Specific build step comments/warnings, including areas I replaced stock parts -- Think of this as a FAQ that answers questions I had from other builders about each step:

A-3: You can instead use TLR Aluminum Servo Mount here.
A-5: Be sure to get the shorter screw in the correct hole.
A-6: Use a 76 or 78T spur if you are running a 13.5T-21.5T motor instead of the 84 in the kit! and...
A-6: The plastic washer between the pulley and the thrust assembly should be oriented so that the flat side goes toward the pulley, and the side with the ring goes towards the thrust assembly's metal washer. Diagram in instructions is correct, you just can't see that this washer isn't flat on both sides from the illustration.
A-7: Be sure the nut holding the Full-Time 4WD assembly is nice and tight, I have seen it get loose in the 1.0 car!
A-9: Put the gears on the jackshaft before the c-clips, so that you don't have to deal with getting the c-clips off to put the gears on

B-2: It seems to be possible to push the outdrives on so tight that they bind when spun, be sure to ensure that they spin freely as the manual notes.
B-7: You're screwing the 1.3mm screws into metal, don't crank so hard you strip the heads on the screws. While this is metal-on-metal, the manual doesn't call for loctite here.
B-8: The rear diff has fewer/bigger teeth, the front diff has more/smaller teeth.
C-3/C-4: TLR Aluminum Bellcranks and Exotek steering rack can be used here to increase durability/reduce steering slop
C-8: TLR Aluminum A/B Horn can be used to increase durability/reduce steering slop.
D-2: Don't worry about the kingpins sticking out the front even when the nut is tight, the bumper will push them in and keep them there.
D-5: Shock tower screws were the tightest plastic part on my kit, look from the side when tightening down the tower at the gap between the tower and the front bulkhead, tighten until this gap is closed.
D-6/D-7: Don't mix up the CVA pins and the hex pins, should be easy because hex pins are black and CVA pins are silver.
D-8/D-9: Use a toothpick to get threadlock in the metal block instead of applying it to the shoulder bolt, so that you don't get it between the plastic spindle and the metal block.
E-1/E-2: Don't mix up the 10mm pins for the rear hexes with the 11mm pins for the rear CVAs! They are packaged together and both silver, so it's easy to think you just have 4 pins that are the same!
G-1: No need to install the post on the right side if you are running a shorty and use velcro to attach the body to the mud guards.
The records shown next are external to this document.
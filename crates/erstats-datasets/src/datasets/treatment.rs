//! Endocrine and combination therapy outcomes.

use std::sync::LazyLock;

use erstats_core::table::{Cell, Record, Table};
use serde::{Deserialize, Serialize};

use crate::Dataset;

#[derive(Debug, Clone, Serialize, Deserialize)]
pub struct TreatmentOutcome {
    pub treatment: String,
    pub response_rate: u32,
    /// Progression-free survival, months.
    pub pfs_months: u32,
    /// Overall survival, months.
    pub os_months: u32,
    /// 1 (mild) to 10 (severe).
    pub side_effects: u32,
    pub monthly_cost_usd: u32,
}

impl Record for TreatmentOutcome {
    const COLUMNS: &'static [&'static str] = &[
        "Treatment",
        "Response Rate (%)",
        "PFS (months)",
        "Overall Survival (months)",
        "Side Effects (1-10)",
        "Cost (USD/month)",
    ];

    fn cells(&self) -> Vec<Cell> {
        vec![
            Cell::text(&self.treatment),
            self.response_rate.into(),
            self.pfs_months.into(),
            self.os_months.into(),
            self.side_effects.into(),
            self.monthly_cost_usd.into(),
        ]
    }
}

pub fn treatments() -> &'static [TreatmentOutcome] {
    static ROWS: LazyLock<Vec<TreatmentOutcome>> = LazyLock::new(|| {
        [
            ("Tamoxifen", 75, 24, 68, 4, 120),
            ("Aromatase Inhibitors", 82, 28, 72, 6, 800),
            ("CDK4/6 + Hormone", 88, 36, 84, 7, 12000),
            ("Fulvestrant", 71, 18, 62, 5, 2500),
            ("Chemotherapy + Hormone", 79, 22, 71, 8, 3500),
        ]
        .into_iter()
        .map(
            |(treatment, response_rate, pfs_months, os_months, side_effects, monthly_cost_usd)| {
                TreatmentOutcome {
                    treatment: treatment.to_string(),
                    response_rate,
                    pfs_months,
                    os_months,
                    side_effects,
                    monthly_cost_usd,
                }
            },
        )
        .collect()
    });
    &ROWS
}

pub struct Treatments;

impl Dataset for Treatments {
    fn id(&self) -> &str {
        "treatments"
    }

    fn title(&self) -> &str {
        "Treatment Effectiveness"
    }

    fn table(&self) -> Table {
        Table::from_records(self.id(), treatments())
    }
}

/// Percent of patients still progression-free at a given month.
#[derive(Debug, Clone, Serialize, Deserialize)]
pub struct PfsPoint {
    pub month: u32,
    pub tamoxifen: u32,
    pub aromatase_inhibitors: u32,
    pub cdk46_hormone: u32,
    pub chemo_hormone: u32,
}

impl PfsPoint {
    /// Curve names in column order, paired with their values at this month.
    pub fn curves(&self) -> [(&'static str, u32); 4] {
        [
            ("Tamoxifen", self.tamoxifen),
            ("Aromatase Inhibitors", self.aromatase_inhibitors),
            ("CDK4/6 + Hormone", self.cdk46_hormone),
            ("Chemotherapy + Hormone", self.chemo_hormone),
        ]
    }
}

impl Record for PfsPoint {
    const COLUMNS: &'static [&'static str] = &[
        "Month",
        "Tamoxifen",
        "Aromatase Inhibitors",
        "CDK4/6 + Hormone",
        "Chemotherapy + Hormone",
    ];

    fn cells(&self) -> Vec<Cell> {
        let mut cells = vec![Cell::from(self.month)];
        cells.extend(self.curves().iter().map(|(_, pct)| Cell::from(*pct)));
        cells
    }
}

/// Months 0 to 60 in steps of 6.
pub fn pfs_curves() -> &'static [PfsPoint] {
    static ROWS: LazyLock<Vec<PfsPoint>> = LazyLock::new(|| {
        let tamoxifen = [100, 92, 85, 78, 70, 62, 54, 45, 38, 30, 22];
        let aromatase = [100, 94, 88, 82, 75, 68, 60, 52, 44, 35, 26];
        let cdk46 = [100, 96, 92, 88, 83, 78, 72, 65, 58, 50, 42];
        let chemo = [100, 89, 79, 70, 62, 54, 46, 38, 30, 22, 15];

        (0..11)
            .map(|i| PfsPoint {
                month: i as u32 * 6,
                tamoxifen: tamoxifen[i],
                aromatase_inhibitors: aromatase[i],
                cdk46_hormone: cdk46[i],
                chemo_hormone: chemo[i],
            })
            .collect()
    });
    &ROWS
}

pub struct PfsCurves;

impl Dataset for PfsCurves {
    fn id(&self) -> &str {
        "pfs_curves"
    }

    fn title(&self) -> &str {
        "Progression-Free Survival Curves"
    }

    fn table(&self) -> Table {
        Table::from_records(self.id(), pfs_curves())
    }
}

#[derive(Debug, Clone, Serialize, Deserialize)]
pub struct PatientProfile {
    pub profile: String,
    pub first_line: String,
    pub success_rate: String,
    pub duration_years: String,
}

impl Record for PatientProfile {
    const COLUMNS: &'static [&'static str] =
        &["Patient Profile", "First Line", "Success Rate", "Duration (years)"];

    fn cells(&self) -> Vec<Cell> {
        vec![
            Cell::text(&self.profile),
            Cell::text(&self.first_line),
            Cell::text(&self.success_rate),
            Cell::text(&self.duration_years),
        ]
    }
}

pub fn patient_profiles() -> &'static [PatientProfile] {
    static ROWS: LazyLock<Vec<PatientProfile>> = LazyLock::new(|| {
        [
            ("Pre-menopausal, Low Risk", "Tamoxifen", "85%", "5-10"),
            ("Post-menopausal, Low Risk", "Aromatase Inhibitor", "88%", "5-10"),
            ("High Risk, Node+", "CDK4/6 + AI", "92%", "2-3"),
            ("Metastatic", "CDK4/6 + Fulvestrant", "75%", "Until progression"),
            ("Elderly (>70)", "Tamoxifen", "80%", "5"),
        ]
        .into_iter()
        .map(
            |(profile, first_line, success_rate, duration_years)| PatientProfile {
                profile: profile.to_string(),
                first_line: first_line.to_string(),
                success_rate: success_rate.to_string(),
                duration_years: duration_years.to_string(),
            },
        )
        .collect()
    });
    &ROWS
}

pub struct PatientProfiles;

impl Dataset for PatientProfiles {
    fn id(&self) -> &str {
        "patient_profiles"
    }

    fn title(&self) -> &str {
        "Personalized Treatment Recommendations"
    }

    fn table(&self) -> Table {
        Table::from_records(self.id(), patient_profiles())
    }
}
You can move the right post up or down a little so that it snugly fits your shorty battery.
G-2: Aluminum Servo Horn can be used here.
G-4: Adjust the length of the link and the servo horn position so that both the servo horn and the horn on the bellcranks are parallel with each other, and perpendicular with the link.

Hope this helps some of you that are putting your kits together, and thanks to Frank and the TLR crew for a solid kit!

----------------------
Driveshaft Update from Frank - I've reviewed some parts today from stock. The 'issue' part is definitely the rear CVA driveshaft bone. The pin slot is not 90* to the bore for the barrel. We are working to get good parts made and here for CS use ASAP.

Some of the parts I checked were not 100% free, but definitely run-able. Keep in mind that the driveshafts should wear in fairly well, and quickly (within a few packs). If you have a 22-4 2.0 and are experiencing issues with the driveshafts, we won't have good replacements for probably a couple of weeks (no definitive timeline yet), so I would recommend running them on track for 1-2 packs, then rechecking. I think most will free up well.

I am sorry that we are having an issue. Everything was great during samples until production, but we'll make sure to get it right, and make it right for those with the bad parts.
-------------------

What is the proper level for the diffs...i am used to building 8th scale diffs, i would assume its the same?
Just under level. You need some room for the output gear that is in the cap.

----------------------
Frank can u explain what is the difference between the a and b horn, TLR331018?
It isn't the horn, it is the ackermann setting. B will have less off power, better mid corner steering. A will have more off power steering, less mid corner.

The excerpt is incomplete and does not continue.